Ci sono stati una serie di reati di scopo - ha spiegato il pm - quali estorsioni, usura, impiego di soldi illeciti, riconducibili ai fratelli D’Auria e di altri in una serie di attività di controllo criminale del territorio».

Per i fratelli Antonio e Michele, il pm ha chiesto 21 e 18 anni di carcere, mentre 18 per i fratelli Confessore, così come per Francesco Fezza. Nel riprendere i singoli capi d’accusa, la Procura ha richiamato un’intercettazione ambientale dove Vincenzo Confessore, nel parlare con il fratello Daniele, riferiva di rivolgersi ad «Antonio o Francesco» per mandare soldi all’avvocato. Dunque, a riscontro dell’esistenza di «un’organizzazione criminale» che stipendiava, manteneva rapporti e pensava a strategie difensive, con i referenti indicati in Antonio D’Auria e Francesco Fezza. Per il pm Elena Guarino, Antonio D’Auria Petrosino, attraverso società impegnate nel commercio di ortofrutta, avrebbe estromesso altre persone per gestire il trasporto su strada.
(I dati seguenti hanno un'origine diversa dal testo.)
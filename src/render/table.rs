use super::{ChartHandle, SlotId};
use crate::error::{DashError, DashResult};
use log::debug;
use std::collections::BTreeMap;

/// Live chart handles, at most one per slot.
#[derive(Default)]
pub struct RenderTable {
    handles: BTreeMap<SlotId, Box<dyn ChartHandle>>,
}

impl RenderTable {
    pub fn new() -> Self {
        Self::default()
    }

    /// Release whatever occupies `slot`, then install the handle built by
    /// `make`. The old handle is always gone before `make` runs.
    pub fn replace<F>(&mut self, slot: SlotId, make: F) -> DashResult<()>
    where
        F: FnOnce() -> DashResult<Box<dyn ChartHandle>>,
    {
        self.release(slot)?;
        let handle = make()?;
        if handle.slot() != slot {
            let other = handle.slot();
            handle.release()?;
            return Err(DashError::Render(
                format!("chart for {} came back bound to {}", slot.name(), other.name())
            ));
        }
        self.handles.insert(slot, handle);
        Ok(())
    }

    pub fn release(&mut self, slot: SlotId) -> DashResult<()> {
        if let Some(handle) = self.handles.remove(&slot) {
            debug!("Releasing chart in {}", slot.name());
            handle.release()?;
        }
        Ok(())
    }

    /// Release every handle. All slots are attempted; the first error is returned.
    pub fn release_all(&mut self) -> DashResult<()> {
        let mut first_err = None;
        for (slot, handle) in std::mem::take(&mut self.handles) {
            debug!("Releasing chart in {}", slot.name());
            if let Err(e) = handle.release() {
                first_err.get_or_insert(e);
            }
        }
        match first_err {
            Some(e) => Err(e),
            None => Ok(()),
        }
    }

    #[cfg(test)]
    pub fn contains(&self, slot: SlotId) -> bool {
        self.handles.contains_key(&slot)
    }

    pub fn len(&self) -> usize {
        self.handles.len()
    }

    pub fn is_empty(&self) -> bool {
        self.handles.is_empty()
    }
}
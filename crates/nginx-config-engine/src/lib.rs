//! # nginx-config-engine
//!
//! Low-level building blocks for reading nginx-style configuration files.
//!
//! - [`Text`] - a read cursor over an immutable buffer, with byte and line
//!   queries (`char_at`, `line_at`, `rest_of_line_at`, `next_eol_at`, ...)
//!   and forward-moving manipulators (`advance`, `goto_next_eol`).
//! - [`Comment`] - a `#` comment value that renders as `# <text>\n`.
//!
//! Tokenizing and directive parsing are built on top of [`Text`]; this
//! crate stops at the cursor.
//!
//! ## Quick Start
//!
//! ```
//! use nginx_config_engine::{Comment, Text};
//!
//! let mut text = Text::new("# upstream pool\nupstream app {\n");
//!
//! // Skip the comment marker and read the comment body.
//! assert_eq!(text.char(), Ok(b'#'));
//! let comment = Comment::new(text.advance(2).rest_of_line());
//! assert_eq!(comment.to_string(), "# upstream pool\n");
//!
//! // Step over the line break onto the next line.
//! text.goto_next_eol().bump();
//! assert_eq!(text.current_line(), "upstream app {");
//! ```

pub mod comment;
pub mod text;

pub use comment::Comment;
pub use text::{Text, TextError};
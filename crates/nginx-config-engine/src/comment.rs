use std::fmt;

/// A `#` comment line in a configuration file.
///
/// Renders as `# <text>\n` through [`Display`](fmt::Display).
#[derive(Debug, Clone, PartialEq, Eq)]
pub struct Comment {
    text: String,
}

impl Comment {
    /// Creates a comment holding `text` as given.
    pub fn new(text: impl Into<String>) -> Self {
        Self { text: text.into() }
    }

    /// The comment text, without the leading `# `.
    pub fn text(&self) -> &str {
        &self.text
    }
}

impl fmt::Display for Comment {
    fn fmt(&self, f: &mut fmt::Formatter<'_>) -> fmt::Result {
        writeln!(f, "# {}", self.text)
    }
}

impl From<&str> for Comment {
    fn from(text: &str) -> Self {
        Self::new(text)
    }
}

impl From<String> for Comment {
    fn from(text: String) -> Self {
        Self::new(text)
    }
}
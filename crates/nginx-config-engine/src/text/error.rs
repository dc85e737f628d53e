/// Errors raised by [`Text`](super::Text) queries.
#[derive(Debug, Clone, PartialEq, Eq, thiserror::Error)]
pub enum TextError {
    /// The queried position does not index a byte of the buffer.
    #[error("Index out of range. Position: {position}, length: {len}")]
    OutOfRange { position: usize, len: usize },
}
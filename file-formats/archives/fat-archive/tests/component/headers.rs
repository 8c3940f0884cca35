//! Files carrying an inline header in front of their data

use crate::common::image;
use crate::common::recording::headered_archive;
use fat_archive::{EntryAttributes, FILETYPE_GENERIC};
use pretty_assertions::assert_eq;
use std::io::{Read, Write};

fn read_all<R: Read>(stream: &mut R) -> String {
    let mut out = String::new();
    stream.read_to_string(&mut out).unwrap();
    out
}

#[test]
fn test_stream_window_starts_after_header() {
    let mut archive = headered_archive(3, &[("A", b"alpha"), ("B", b"bravo")]);
    assert_eq!(image(&archive), b"###alpha###bravo".to_vec());

    let b = archive.file_at(1).unwrap();
    assert_eq!((b.offset(), b.read().header_len), (8, 3));

    let mut sb = archive.open(&b).unwrap();
    assert_eq!(sb.offset().unwrap(), 11);
    assert_eq!(read_all(&mut sb), "bravo");
}

#[test]
fn test_insert_before_moves_past_both_header_and_data() {
    let mut archive = headered_archive(3, &[("A", b"alpha"), ("B", b"bravo")]);
    let b = archive.file_at(1).unwrap();
    let mut sb = archive.open(&b).unwrap();

    let c = archive
        .insert(Some(&b), "C", 2, FILETYPE_GENERIC, EntryAttributes::empty())
        .unwrap();
    archive.open(&c).unwrap().write_all(b"cc").unwrap();

    assert_eq!((c.offset(), c.index()), (8, 1));
    assert_eq!((b.offset(), b.index()), (13, 2));
    assert_eq!(image(&archive), b"###alpha###cc###bravo".to_vec());
    assert_eq!(sb.offset().unwrap(), 16);
    assert_eq!(read_all(&mut sb), "bravo");
}

#[test]
fn test_remove_deletes_header_with_data() {
    let mut archive = headered_archive(3, &[("A", b"alpha"), ("B", b"bravo")]);
    let a = archive.file_at(0).unwrap();
    let b = archive.file_at(1).unwrap();
    let mut sb = archive.open(&b).unwrap();

    archive.remove(&a).unwrap();

    assert_eq!(image(&archive), b"###bravo".to_vec());
    assert_eq!((b.offset(), b.index()), (0, 0));
    assert_eq!(sb.offset().unwrap(), 3);
    assert_eq!(read_all(&mut sb), "bravo");
}

#[test]
fn test_resize_edits_after_header() {
    let mut archive = headered_archive(3, &[("A", b"alpha"), ("B", b"bravo")]);
    let a = archive.file_at(0).unwrap();
    let b = archive.file_at(1).unwrap();
    let sb = archive.open(&b).unwrap();

    archive.resize(&a, 7, 7).unwrap();
    assert_eq!(image(&archive), b"###alpha\0\0###bravo".to_vec());
    assert_eq!(b.offset(), 10);
    assert_eq!(sb.offset().unwrap(), 13);

    archive.resize(&a, 2, 2).unwrap();
    assert_eq!(image(&archive), b"###al###bravo".to_vec());
    assert_eq!(b.offset(), 5);
    assert_eq!(sb.offset().unwrap(), 8);
    assert_eq!(archive.read_file(&a).unwrap(), b"al".to_vec());
}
L’imputato, attraverso delle dichiarazioni spontanee, si è dichiarato estraneo ai fatti, spiegando di essere stato solo un dipendente di quelle società. Secondo i collaboratori di giustizia, ma anche da intercettazioni, al suo nome fu riconosciuto invece un ruolo di primo ordine, utile agli affari. Il fratello Michele - secondo il pm - avrebbe avuto interessi in altre attività, come la gestione di un parcheggio comunale «dove se c’era qualche problema non si parlava con i vari intestatari, ma direttamente con Michele Petrosino». I due fratelli avrebbero utilizzato intestazioni fittizie e prestanomi, non potendo comparire in prima persona. Il pm ha chiesto 5 anni anche per Renato e Gerardo Cascone, Francesco De Risi e Aniello Esposito, 15 anni per Gennaro Napolano, così come per Gennaro Galdieri e Michele Califano. Diverse anche le richieste di assoluzione, come per il «boss» Tommaso Fezza, Rita Fezza, Giuseppe De Vivo e Salvatore De Maio. Assoluzione chiesta anche per l’ex sindaco Alberico Gambino, verso il quale il pm ha richiamato una precedente sentenza di assoluzione per Giovanni Pandolfi Elettrico, ex presidente della Multiservice. Gambino risponde di un tentativo di estorsione, insieme ad altri, finalizzato a favorire la gestione delle aree di sosta ad una coop vicina a Michele D’Auria Petrosino. Per l’ex consigliere comunale Massimo D’Onofrio è stato chiesto il non luogo a procedere per prescrizione. A riguardo, il pm ha spiegato che vi è stato un errore nella contestazione del reato, che avrebbe dovuto essere quello di «scambio elettorale politico-mafioso» e non di semplice concorso. Le prossime udienze sono previste per luglio e settembre.